Try it → From the records below, output exactly the lines running from the line containing "Longer human-readable explanation." through the line containing "Kellgren–Lawrence grades 0..=4.", and no others.

Available data →
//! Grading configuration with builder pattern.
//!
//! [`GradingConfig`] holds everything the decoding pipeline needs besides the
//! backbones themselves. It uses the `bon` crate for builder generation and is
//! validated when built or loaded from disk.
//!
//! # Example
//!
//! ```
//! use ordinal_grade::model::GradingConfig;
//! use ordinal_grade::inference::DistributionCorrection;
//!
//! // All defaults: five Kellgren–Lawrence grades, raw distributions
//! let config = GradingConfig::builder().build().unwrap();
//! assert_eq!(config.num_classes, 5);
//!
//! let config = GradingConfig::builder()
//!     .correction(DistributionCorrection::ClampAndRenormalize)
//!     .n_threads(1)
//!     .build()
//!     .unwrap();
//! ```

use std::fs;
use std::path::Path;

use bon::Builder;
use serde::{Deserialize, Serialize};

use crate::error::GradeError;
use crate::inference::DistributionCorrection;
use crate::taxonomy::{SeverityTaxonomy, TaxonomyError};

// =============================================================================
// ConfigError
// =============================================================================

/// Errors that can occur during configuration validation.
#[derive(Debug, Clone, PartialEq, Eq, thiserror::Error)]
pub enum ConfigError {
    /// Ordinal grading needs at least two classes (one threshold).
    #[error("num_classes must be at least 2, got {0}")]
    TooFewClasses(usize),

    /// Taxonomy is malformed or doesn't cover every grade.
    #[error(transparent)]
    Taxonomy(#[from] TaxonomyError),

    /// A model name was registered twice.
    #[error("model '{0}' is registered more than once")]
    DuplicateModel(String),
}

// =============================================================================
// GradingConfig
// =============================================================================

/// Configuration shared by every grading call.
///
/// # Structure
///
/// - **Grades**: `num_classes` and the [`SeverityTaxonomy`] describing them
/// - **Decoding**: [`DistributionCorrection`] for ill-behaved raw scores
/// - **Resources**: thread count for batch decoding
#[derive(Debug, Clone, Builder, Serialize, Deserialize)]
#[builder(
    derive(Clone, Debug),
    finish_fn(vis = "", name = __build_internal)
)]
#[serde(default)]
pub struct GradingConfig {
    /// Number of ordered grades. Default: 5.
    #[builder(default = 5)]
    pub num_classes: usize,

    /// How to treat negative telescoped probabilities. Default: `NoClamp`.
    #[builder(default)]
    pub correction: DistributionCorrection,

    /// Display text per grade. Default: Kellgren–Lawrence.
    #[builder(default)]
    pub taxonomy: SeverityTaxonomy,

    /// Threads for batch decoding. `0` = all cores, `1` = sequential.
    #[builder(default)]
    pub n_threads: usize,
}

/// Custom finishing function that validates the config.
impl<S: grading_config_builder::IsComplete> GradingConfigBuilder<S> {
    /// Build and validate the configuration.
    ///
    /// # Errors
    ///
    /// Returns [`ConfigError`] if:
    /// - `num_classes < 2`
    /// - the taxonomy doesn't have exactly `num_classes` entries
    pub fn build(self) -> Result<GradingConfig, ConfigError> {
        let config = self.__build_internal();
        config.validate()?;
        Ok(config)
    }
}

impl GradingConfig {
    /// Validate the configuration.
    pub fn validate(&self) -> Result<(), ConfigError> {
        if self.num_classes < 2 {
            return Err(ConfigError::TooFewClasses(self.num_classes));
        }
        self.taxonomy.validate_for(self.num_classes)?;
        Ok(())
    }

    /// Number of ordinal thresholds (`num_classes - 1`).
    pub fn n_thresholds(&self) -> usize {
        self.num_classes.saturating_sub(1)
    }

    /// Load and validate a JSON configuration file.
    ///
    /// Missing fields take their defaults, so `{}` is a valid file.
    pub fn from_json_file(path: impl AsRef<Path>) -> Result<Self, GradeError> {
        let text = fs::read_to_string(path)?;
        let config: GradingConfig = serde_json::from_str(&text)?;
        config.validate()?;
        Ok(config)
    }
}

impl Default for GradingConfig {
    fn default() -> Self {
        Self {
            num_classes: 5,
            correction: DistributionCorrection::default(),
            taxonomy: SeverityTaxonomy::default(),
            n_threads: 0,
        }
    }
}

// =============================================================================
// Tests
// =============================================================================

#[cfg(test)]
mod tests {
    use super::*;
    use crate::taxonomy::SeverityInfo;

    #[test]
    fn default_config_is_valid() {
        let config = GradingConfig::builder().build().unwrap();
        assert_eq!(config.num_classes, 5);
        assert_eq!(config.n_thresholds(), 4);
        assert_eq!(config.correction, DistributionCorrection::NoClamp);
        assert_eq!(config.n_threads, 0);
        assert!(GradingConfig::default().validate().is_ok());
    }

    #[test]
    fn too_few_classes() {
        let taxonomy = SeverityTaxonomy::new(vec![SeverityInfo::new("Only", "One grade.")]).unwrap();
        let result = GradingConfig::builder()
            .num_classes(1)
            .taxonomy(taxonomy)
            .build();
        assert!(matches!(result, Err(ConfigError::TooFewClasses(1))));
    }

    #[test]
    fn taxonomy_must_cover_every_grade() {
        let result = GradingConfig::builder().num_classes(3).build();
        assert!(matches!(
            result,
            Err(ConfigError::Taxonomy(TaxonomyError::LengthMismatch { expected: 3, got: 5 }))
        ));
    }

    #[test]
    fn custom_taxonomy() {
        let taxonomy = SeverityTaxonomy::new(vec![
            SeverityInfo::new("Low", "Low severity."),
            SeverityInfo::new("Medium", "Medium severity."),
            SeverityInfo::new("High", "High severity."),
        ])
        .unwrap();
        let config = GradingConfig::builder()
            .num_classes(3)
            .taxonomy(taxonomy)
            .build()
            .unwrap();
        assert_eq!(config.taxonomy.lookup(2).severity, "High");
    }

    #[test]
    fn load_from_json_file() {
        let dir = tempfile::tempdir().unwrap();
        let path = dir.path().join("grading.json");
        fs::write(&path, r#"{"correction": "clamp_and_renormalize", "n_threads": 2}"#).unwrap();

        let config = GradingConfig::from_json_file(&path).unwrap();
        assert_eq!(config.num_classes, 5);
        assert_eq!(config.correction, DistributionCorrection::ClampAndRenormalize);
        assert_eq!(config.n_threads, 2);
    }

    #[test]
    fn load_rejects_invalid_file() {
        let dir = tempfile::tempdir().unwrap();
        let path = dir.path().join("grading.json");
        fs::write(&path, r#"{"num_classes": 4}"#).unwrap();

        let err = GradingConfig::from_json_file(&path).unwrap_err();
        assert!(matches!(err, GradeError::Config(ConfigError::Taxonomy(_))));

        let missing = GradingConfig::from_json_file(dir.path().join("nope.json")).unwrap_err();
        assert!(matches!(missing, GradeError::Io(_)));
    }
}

...

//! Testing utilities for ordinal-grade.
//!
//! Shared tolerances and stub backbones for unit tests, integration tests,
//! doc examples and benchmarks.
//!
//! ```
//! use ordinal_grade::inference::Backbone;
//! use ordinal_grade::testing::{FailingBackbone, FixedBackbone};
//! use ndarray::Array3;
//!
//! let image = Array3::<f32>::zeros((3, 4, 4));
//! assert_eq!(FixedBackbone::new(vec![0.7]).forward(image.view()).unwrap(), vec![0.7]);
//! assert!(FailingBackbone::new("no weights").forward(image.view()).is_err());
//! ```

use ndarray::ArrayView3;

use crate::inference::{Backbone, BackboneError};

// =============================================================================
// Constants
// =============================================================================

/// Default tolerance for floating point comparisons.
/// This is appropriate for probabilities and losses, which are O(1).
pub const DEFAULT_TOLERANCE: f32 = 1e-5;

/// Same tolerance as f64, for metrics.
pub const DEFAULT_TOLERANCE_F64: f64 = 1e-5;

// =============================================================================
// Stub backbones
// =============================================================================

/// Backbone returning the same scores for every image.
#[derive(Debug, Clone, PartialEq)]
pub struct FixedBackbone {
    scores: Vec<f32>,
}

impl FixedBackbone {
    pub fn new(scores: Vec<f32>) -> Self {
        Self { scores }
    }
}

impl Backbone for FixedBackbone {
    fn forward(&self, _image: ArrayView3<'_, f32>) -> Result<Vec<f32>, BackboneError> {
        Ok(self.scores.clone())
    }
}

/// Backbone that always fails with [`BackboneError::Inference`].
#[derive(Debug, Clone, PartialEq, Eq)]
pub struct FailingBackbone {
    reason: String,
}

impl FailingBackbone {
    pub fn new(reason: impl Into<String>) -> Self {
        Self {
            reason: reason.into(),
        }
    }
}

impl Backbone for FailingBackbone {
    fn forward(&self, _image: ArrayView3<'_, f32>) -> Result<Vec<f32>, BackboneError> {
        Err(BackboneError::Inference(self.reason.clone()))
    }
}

--

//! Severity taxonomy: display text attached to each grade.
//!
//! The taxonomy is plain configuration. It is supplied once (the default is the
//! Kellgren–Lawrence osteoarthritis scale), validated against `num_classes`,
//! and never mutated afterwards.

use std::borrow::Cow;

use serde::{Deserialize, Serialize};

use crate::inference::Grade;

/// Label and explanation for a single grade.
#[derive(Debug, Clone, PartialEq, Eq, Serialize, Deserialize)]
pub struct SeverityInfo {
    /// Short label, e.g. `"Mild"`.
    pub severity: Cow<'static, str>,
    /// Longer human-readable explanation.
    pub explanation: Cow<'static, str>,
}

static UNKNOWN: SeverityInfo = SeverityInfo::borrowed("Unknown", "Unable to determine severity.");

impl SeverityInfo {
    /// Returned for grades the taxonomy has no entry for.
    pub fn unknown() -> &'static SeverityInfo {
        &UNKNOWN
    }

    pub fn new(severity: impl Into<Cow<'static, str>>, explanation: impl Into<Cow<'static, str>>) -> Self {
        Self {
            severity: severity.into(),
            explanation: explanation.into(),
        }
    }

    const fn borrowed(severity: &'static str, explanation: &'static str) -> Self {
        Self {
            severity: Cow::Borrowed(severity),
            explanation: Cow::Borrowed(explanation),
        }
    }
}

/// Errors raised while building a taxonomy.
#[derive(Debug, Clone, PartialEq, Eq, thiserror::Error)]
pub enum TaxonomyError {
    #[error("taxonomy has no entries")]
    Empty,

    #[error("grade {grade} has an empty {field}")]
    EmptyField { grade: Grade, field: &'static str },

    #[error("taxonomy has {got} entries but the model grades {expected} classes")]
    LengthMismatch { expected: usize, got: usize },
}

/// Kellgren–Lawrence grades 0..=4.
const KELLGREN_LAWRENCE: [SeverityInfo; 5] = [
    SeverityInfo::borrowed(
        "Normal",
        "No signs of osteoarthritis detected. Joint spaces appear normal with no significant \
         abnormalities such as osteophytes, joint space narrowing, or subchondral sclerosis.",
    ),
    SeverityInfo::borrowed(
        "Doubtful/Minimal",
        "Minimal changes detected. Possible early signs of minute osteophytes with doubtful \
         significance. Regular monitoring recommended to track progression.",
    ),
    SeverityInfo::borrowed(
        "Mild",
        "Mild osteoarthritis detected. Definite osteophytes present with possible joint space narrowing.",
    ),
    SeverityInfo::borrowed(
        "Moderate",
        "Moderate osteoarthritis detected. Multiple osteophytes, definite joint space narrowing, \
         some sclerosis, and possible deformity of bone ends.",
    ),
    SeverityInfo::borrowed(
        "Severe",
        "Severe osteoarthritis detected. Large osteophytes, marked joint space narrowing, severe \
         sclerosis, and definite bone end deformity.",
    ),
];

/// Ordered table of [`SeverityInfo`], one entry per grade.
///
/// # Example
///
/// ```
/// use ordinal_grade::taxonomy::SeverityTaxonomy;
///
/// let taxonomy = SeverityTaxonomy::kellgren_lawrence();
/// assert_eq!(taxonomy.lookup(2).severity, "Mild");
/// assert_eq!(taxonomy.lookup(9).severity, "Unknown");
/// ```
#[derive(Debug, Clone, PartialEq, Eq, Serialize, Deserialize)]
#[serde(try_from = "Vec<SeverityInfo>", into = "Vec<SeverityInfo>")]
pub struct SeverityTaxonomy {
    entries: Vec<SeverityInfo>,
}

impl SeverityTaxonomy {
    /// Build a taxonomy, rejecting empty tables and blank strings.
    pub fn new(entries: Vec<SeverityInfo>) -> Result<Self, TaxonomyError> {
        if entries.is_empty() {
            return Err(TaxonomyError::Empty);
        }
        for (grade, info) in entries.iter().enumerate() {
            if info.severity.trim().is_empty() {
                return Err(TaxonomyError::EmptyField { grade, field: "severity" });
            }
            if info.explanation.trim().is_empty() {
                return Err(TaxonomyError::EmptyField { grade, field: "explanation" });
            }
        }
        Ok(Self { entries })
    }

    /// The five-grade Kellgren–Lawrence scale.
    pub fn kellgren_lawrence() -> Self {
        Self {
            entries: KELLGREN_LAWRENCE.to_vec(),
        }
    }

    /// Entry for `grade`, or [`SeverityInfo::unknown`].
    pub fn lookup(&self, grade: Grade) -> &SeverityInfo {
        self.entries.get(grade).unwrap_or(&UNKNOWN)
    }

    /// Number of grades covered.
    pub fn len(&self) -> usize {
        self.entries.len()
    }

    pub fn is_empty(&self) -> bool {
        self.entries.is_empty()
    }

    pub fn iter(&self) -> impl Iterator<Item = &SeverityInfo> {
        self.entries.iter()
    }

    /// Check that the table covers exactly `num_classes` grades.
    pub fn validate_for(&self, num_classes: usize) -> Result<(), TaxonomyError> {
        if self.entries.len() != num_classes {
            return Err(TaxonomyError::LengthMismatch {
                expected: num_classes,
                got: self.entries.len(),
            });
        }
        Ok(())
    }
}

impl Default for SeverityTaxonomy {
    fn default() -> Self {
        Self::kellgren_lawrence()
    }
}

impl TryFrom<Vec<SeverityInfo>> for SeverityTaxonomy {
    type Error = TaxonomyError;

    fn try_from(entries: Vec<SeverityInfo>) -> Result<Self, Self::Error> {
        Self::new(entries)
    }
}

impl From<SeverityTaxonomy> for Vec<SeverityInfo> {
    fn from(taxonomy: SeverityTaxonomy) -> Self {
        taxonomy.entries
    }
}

Worked solution →
    /// Longer human-readable explanation.
    pub explanation: Cow<'static, str>,
}

static UNKNOWN: SeverityInfo = SeverityInfo::borrowed("Unknown", "Unable to determine severity.");

impl SeverityInfo {
    /// Returned for grades the taxonomy has no entry for.
    pub fn unknown() -> &'static SeverityInfo {
        &UNKNOWN
    }

    pub fn new(severity: impl Into<Cow<'static, str>>, explanation: impl Into<Cow<'static, str>>) -> Self {
        Self {
            severity: severity.into(),
            explanation: explanation.into(),
        }
    }

    const fn borrowed(severity: &'static str, explanation: &'static str) -> Self {
        Self {
            severity: Cow::Borrowed(severity),
            explanation: Cow::Borrowed(explanation),
        }
    }
}

/// Errors raised while building a taxonomy.
#[derive(Debug, Clone, PartialEq, Eq, thiserror::Error)]
pub enum TaxonomyError {
    #[error("taxonomy has no entries")]
    Empty,

    #[error("grade {grade} has an empty {field}")]
    EmptyField { grade: Grade, field: &'static str },

    #[error("taxonomy has {got} entries but the model grades {expected} classes")]
    LengthMismatch { expected: usize, got: usize },
}

/// Kellgren–Lawrence grades 0..=4.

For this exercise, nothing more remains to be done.